Harpalyce, daughter of Clymenus
Harpalyce was the daughter of King Clymenus of Arcadia, son of either Schoeneus (first version) or of Teleus of Argos (second version). Clymenus was overcome with passion for his daughter. There are several versions of what happened next, of which all embody an incestuous father and a vengeful feast in which a child is killed and served up.

In the first version Clymenus, son of Schoeneus, raped his daughter and she became pregnant. When the son was born she served him up as a meal at a banquet to his father, who killed her over that. In an alternative version of this tale, she was instead transformed into a bird, the chalkis (see second version below).

In the second version Harpalyce was the daughter of Clymenus son of Teleus of Argos, and of Epicasta, and has two brothers: Idas and Therager. Clymenus was overcome with passion for his daughter and secretly embarked on an affair with her that lasted for some time. Finally, Alastor, descendant of Neleus, came to claim Harpalyce as his wife, she having been betrothed to him since she was young. When the couple were halfway to their home, Clymenus abducted her back and lived with her openly as his wife. Harpalyce, being upset by father's treatment of her, killed her younger brother and served him up to his father at a banquet. She then prayed to the gods and was transformed into a bird called the chalkis (a sort of night owl). Clymenus killed himself.

Harpalyce, daughter of Harpalycus
Harpalyce was the daughter of Harpalykos, king of the Amymnei in Thrace. Her mother died and her father suckled her from the teats of heifers and mares. He trained her as a warrior, intending for her to succeed him as ruler. When Neoptolemus, returning from Troy, attacked Harpalycus and severely wounded him, his daughter retaliated, putting the enemy to flight and saving her father. After her father's death at the hands of the rebellious people, Harpalyce took to plundering herds of cattle, taking advantage of her own ability to run outstandingly fast; eventually she was killed by a group of herdsmen as she got caught in a snare.

Harpalyce, eponym of a song contest
Aristoxenus in his Brief Memoranda made mention of Harpalyce, a maiden that was in love with one Iphiclus but never had her feelings answered and eventually died of grief. To commemorate her, a song contest among maidens was established and named "Harpalyce".

Notes

References 

 Athenaeus of Naucratis, The Deipnosophists or Banquet of the Learned. London.
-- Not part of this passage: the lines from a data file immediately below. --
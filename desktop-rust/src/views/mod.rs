//! Central panel views and dialogs

pub mod form;
pub mod table;
pub mod upload;
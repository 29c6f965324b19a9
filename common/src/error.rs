//! Error types

use thiserror::Error;

/// Shared error type
#[derive(Error, Debug)]
pub enum Error {
    #[error("Unsupported file type: {0} (expected .xls or .xlsx)")]
    UnsupportedFileType(String),

    #[error("Participant not found: {0}")]
    ParticipantNotFound(String),

    #[error("Invalid exam date: {0}")]
    InvalidDate(String),

    #[error("Upload not ready: {0}")]
    UploadNotReady(&'static str),

    #[error("Not available in the current view: {0}")]
    InvalidTransition(&'static str),

    #[error("Unknown form tab: {0}")]
    UnknownFormTab(String),

    #[error("Unknown form field: {0}")]
    UnknownField(String),

    #[error("Field is read-only: {0}")]
    ReadOnlyField(String),

    #[error("Invalid choice for {field}: {value}")]
    InvalidChoice { field: String, value: String },
}

/// Result alias
pub type Result<T> = std::result::Result<T, Error>;

#[cfg(test)]
mod tests {
    use super::*;

    #[test]
    fn test_error_display_unsupported_file() {
        let error = Error::UnsupportedFileType("data.csv".to_string());
        let display = format!("{}", error);
        assert!(display.contains("data.csv"));
        assert!(display.contains(".xlsx"));
    }

    #[test]
    fn test_error_display_transition() {
        let error = Error::InvalidTransition("no batch under verification");
        assert_eq!(
            format!("{}", error),
            "Not available in the current view: no batch under verification"
        );
    }

    #[test]
    fn test_error_display_read_only() {
        let error = Error::ReadOnlyField("summary.2.1".to_string());
        assert!(format!("{}", error).contains("summary.2.1"));
    }

    #[test]
    fn test_error_display_invalid_choice() {
        let error = Error::InvalidChoice {
            field: "info.1.4".to_string(),
            value: "Lainnya".to_string(),
        };
        assert_eq!(format!("{}", error), "Invalid choice for info.1.4: Lainnya");
    }

    #[test]
    fn test_error_debug() {
        let error = Error::ParticipantNotFound("ind-99".to_string());
        let debug = format!("{:?}", error);
        assert!(debug.contains("ParticipantNotFound"));
        assert!(debug.contains("ind-99"));
    }
}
Henry G. Bohn, York Street, Covent Garden. 1854. Online version at the Perseus Digital Library.
 Athenaeus of Naucratis, Deipnosophistae. Kaibel. In Aedibus B.G. Teubneri. Lipsiae. 1887. Greek text available at the Perseus Digital Library.
 Gaius Julius Hyginus, Fabulae from The Myths of Hyginus translated and edited by Mary Grant. University of Kansas Publications in Humanistic Studies. Online version at the Topos Text Project.
 Nonnus of Panopolis, Dionysiaca translated by William Henry Denham Rouse (1863-1950), from the Loeb Classical Library, Cambridge, MA, Harvard University Press, 1940.  Online version at the Topos Text Project.
 Nonnus of Panopolis, Dionysiaca. 3 Vols. W.H.D. Rouse. Cambridge, MA., Harvard University Press; London, William Heinemann, Ltd. 1940-1942. Greek text available at the Perseus Digital Library.
 Parthenius, Love Romances translated by Sir Stephen Gaselee (1882-1943), S. Loeb Classical Library Volume 69. Cambridge, MA. Harvard University Press. 1916.  Online version at the Topos Text Project.
 Parthenius, Erotici Scriptores Graeci, Vol. 1. Rudolf Hercher. in aedibus B. G. Teubneri. Leipzig. 1858. Greek text available at the Perseus Digital Library.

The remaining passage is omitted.